● **Goal of the exercise**
Each entry needs to be reproduced verbatim.
--
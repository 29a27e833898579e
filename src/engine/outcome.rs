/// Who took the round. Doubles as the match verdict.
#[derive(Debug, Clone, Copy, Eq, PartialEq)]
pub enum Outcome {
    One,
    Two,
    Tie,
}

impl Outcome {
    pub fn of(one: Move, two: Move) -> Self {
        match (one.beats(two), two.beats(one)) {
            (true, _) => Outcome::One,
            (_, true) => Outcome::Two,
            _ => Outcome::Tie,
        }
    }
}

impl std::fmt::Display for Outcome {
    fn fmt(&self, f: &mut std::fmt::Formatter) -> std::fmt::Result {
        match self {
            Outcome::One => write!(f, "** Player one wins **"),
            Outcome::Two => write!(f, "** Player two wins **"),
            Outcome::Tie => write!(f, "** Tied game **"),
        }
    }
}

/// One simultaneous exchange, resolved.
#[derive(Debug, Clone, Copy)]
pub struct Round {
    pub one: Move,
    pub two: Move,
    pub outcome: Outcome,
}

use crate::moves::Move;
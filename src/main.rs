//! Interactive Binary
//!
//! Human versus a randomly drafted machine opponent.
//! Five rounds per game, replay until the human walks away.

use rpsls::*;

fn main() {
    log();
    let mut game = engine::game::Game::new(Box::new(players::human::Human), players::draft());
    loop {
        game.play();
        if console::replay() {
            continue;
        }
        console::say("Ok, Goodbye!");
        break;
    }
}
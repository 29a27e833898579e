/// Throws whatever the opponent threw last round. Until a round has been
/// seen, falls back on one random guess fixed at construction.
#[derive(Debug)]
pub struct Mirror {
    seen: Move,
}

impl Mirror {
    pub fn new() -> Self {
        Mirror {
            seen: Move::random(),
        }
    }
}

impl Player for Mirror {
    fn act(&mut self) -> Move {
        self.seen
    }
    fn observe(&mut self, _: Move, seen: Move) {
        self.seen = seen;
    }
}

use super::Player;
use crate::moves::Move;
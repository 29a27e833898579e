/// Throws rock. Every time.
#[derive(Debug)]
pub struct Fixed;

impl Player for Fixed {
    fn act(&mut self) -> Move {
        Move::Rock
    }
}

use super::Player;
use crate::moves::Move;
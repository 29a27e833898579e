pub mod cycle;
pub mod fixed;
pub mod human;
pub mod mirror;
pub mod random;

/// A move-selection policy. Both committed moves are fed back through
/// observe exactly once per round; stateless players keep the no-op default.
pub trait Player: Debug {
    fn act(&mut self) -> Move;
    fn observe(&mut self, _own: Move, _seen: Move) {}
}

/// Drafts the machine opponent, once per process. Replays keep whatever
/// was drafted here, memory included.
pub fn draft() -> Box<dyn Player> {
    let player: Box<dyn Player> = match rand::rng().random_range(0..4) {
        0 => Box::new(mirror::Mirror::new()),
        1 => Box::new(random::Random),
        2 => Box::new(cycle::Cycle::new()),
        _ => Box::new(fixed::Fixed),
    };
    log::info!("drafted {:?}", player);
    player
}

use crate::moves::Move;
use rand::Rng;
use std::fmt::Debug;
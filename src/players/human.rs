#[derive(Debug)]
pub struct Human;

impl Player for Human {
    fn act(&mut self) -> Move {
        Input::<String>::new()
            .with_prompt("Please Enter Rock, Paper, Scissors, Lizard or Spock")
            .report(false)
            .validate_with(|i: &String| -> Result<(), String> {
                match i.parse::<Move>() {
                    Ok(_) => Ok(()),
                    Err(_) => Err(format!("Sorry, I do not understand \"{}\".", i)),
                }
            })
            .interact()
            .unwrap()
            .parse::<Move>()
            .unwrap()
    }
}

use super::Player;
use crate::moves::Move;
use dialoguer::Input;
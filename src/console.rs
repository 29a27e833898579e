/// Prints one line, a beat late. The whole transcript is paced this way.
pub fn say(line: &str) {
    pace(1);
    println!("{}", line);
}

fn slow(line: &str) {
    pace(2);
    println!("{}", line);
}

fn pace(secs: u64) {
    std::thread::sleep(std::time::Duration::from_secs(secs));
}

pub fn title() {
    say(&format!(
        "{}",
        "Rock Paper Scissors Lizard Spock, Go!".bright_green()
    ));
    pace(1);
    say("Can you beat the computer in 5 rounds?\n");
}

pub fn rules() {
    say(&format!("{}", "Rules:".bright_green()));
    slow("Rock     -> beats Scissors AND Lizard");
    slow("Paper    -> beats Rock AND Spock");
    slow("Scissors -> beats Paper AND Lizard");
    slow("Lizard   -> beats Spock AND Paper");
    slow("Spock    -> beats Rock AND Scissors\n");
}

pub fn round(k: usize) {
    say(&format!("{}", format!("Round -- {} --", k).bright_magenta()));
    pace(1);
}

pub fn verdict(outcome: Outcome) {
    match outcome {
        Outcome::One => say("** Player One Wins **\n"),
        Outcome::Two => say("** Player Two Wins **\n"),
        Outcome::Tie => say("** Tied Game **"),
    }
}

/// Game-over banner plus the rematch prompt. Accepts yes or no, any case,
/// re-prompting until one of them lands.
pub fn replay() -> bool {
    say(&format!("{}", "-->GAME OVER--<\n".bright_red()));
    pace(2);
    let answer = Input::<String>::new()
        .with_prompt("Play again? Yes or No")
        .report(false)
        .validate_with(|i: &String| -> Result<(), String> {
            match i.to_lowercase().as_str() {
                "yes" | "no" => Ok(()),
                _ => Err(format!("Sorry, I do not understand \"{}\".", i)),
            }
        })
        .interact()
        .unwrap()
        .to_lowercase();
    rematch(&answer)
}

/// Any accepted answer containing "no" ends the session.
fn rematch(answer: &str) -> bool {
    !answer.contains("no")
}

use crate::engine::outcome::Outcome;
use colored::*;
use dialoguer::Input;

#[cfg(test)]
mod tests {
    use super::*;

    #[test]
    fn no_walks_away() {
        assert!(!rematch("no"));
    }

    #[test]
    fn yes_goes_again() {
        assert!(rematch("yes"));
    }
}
--
● **Response to the exercise**
repository 29a27e833898579e
filename src/engine/outcome.rs
/// Who took the round. Doubles as the match verdict.
#[derive(Debug, Clone, Copy, Eq, PartialEq)]
pub enum Outcome {
    One,
    Two,
    Tie,
}

impl Outcome {
    pub fn of(one: Move, two: Move) -> Self {
        match (one.beats(two), two.beats(one)) {
            (true, _) => Outcome::One,
            (_, true) => Outcome::Two,
            _ => Outcome::Tie,
        }
    }
}

impl std::fmt::Display for Outcome {
    fn fmt(&self, f: &mut std::fmt::Formatter) -> std::fmt::Result {
        match self {
            Outcome::One => write!(f, "** Player one wins **"),
            Outcome::Two => write!(f, "** Player two wins **"),
            Outcome::Tie => write!(f, "** Tied game **"),
        }
    }
}

/// One simultaneous exchange, resolved.
#[derive(Debug, Clone, Copy)]
pub struct Round {
    pub one: Move,
    pub two: Move,
    pub outcome: Outcome,
}

use crate::moves::Move;
filename src/main.rs
//! Interactive Binary
//!
//! Human versus a randomly drafted machine opponent.
//! Five rounds per game, replay until the human walks away.

use rpsls::*;

fn main() {
    log();
    let mut game = engine::game::Game::new(Box::new(players::human::Human), players::draft());
    loop {
        game.play();
        if console::replay() {
            continue;
        }
        console::say("Ok, Goodbye!");
        break;
    }
}
repository 29a27e833898579e
/// Throws whatever the opponent threw last round. Until a round has been
/// seen, falls back on one random guess fixed at construction.
#[derive(Debug)]
pub struct Mirror {
    seen: Move,
}

impl Mirror {
    pub fn new() -> Self {
        Mirror {
            seen: Move::random(),
        }
    }
}

impl Player for Mirror {
    fn act(&mut self) -> Move {
        self.seen
    }
    fn observe(&mut self, _: Move, seen: Move) {
        self.seen = seen;
    }
}

use super::Player;
use crate::moves::Move;
repository 29a27e833898579e
/// Throws rock. Every time.
#[derive(Debug)]
pub struct Fixed;

impl Player for Fixed {
    fn act(&mut self) -> Move {
        Move::Rock
    }
}

use super::Player;
use crate::moves::Move;
repository 29a27e833898579e
pub mod cycle;
pub mod fixed;
pub mod human;
pub mod mirror;
pub mod random;

/// A move-selection policy. Both committed moves are fed back through
/// observe exactly once per round; stateless players keep the no-op default.
pub trait Player: Debug {
    fn act(&mut self) -> Move;
    fn observe(&mut self, _own: Move, _seen: Move) {}
}

/// Drafts the machine opponent, once per process. Replays keep whatever
/// was drafted here, memory included.
pub fn draft() -> Box<dyn Player> {
    let player: Box<dyn Player> = match rand::rng().random_range(0..4) {
        0 => Box::new(mirror::Mirror::new()),
        1 => Box::new(random::Random),
        2 => Box::new(cycle::Cycle::new()),
        _ => Box::new(fixed::Fixed),
    };
    log::info!("drafted {:?}", player);
    player
}

use crate::moves::Move;
use rand::Rng;
use std::fmt::Debug;
filename src/players/human.rs
#[derive(Debug)]
pub struct Human;

impl Player for Human {
    fn act(&mut self) -> Move {
        Input::<String>::new()
            .with_prompt("Please Enter Rock, Paper, Scissors, Lizard or Spock")
            .report(false)
            .validate_with(|i: &String| -> Result<(), String> {
                match i.parse::<Move>() {
                    Ok(_) => Ok(()),
                    Err(_) => Err(format!("Sorry, I do not understand \"{}\".", i)),
                }
            })
            .interact()
            .unwrap()
            .parse::<Move>()
            .unwrap()
    }
}

use super::Player;
use crate::moves::Move;
use dialoguer::Input;
filename src/console.rs
repository 29a27e833898579e
/// Prints one line, a beat late. The whole transcript is paced this way.
pub fn say(line: &str) {
    pace(1);
    println!("{}", line);
}

fn slow(line: &str) {
    pace(2);
    println!("{}", line);
}

fn pace(secs: u64) {
    std::thread::sleep(std::time::Duration::from_secs(secs));
}

pub fn title() {
    say(&format!(
        "{}",
        "Rock Paper Scissors Lizard Spock, Go!".bright_green()
    ));
    pace(1);
    say("Can you beat the computer in 5 rounds?\n");
}

pub fn rules() {
    say(&format!("{}", "Rules:".bright_green()));
    slow("Rock     -> beats Scissors AND Lizard");
    slow("Paper    -> beats Rock AND Spock");
    slow("Scissors -> beats Paper AND Lizard");
    slow("Lizard   -> beats Spock AND Paper");
    slow("Spock    -> beats Rock AND Scissors\n");
}

pub fn round(k: usize) {
    say(&format!("{}", format!("Round -- {} --", k).bright_magenta()));
    pace(1);
}

pub fn verdict(outcome: Outcome) {
    match outcome {
        Outcome::One => say("** Player One Wins **\n"),
        Outcome::Two => say("** Player Two Wins **\n"),
        Outcome::Tie => say("** Tied Game **"),
    }
}

/// Game-over banner plus the rematch prompt. Accepts yes or no, any case,
/// re-prompting until one of them lands.
pub fn replay() -> bool {
    say(&format!("{}", "-->GAME OVER--<\n".bright_red()));
    pace(2);
    let answer = Input::<String>::new()
        .with_prompt("Play again? Yes or No")
        .report(false)
        .validate_with(|i: &String| -> Result<(), String> {
            match i.to_lowercase().as_str() {
                "yes" | "no" => Ok(()),
                _ => Err(format!("Sorry, I do not understand \"{}\".", i)),
            }
        })
        .interact()
        .unwrap()
        .to_lowercase();
    rematch(&answer)
}

/// Any accepted answer containing "no" ends the session.
fn rematch(answer: &str) -> bool {
    !answer.contains("no")
}

use crate::engine::outcome::Outcome;
use colored::*;
use dialoguer::Input;

#[cfg(test)]
mod tests {
    use super::*;

    #[test]
    fn no_walks_away() {
        assert!(!rematch("no"));
    }

    #[test]
    fn yes_goes_again() {
        assert!(rematch("yes"));
    }
}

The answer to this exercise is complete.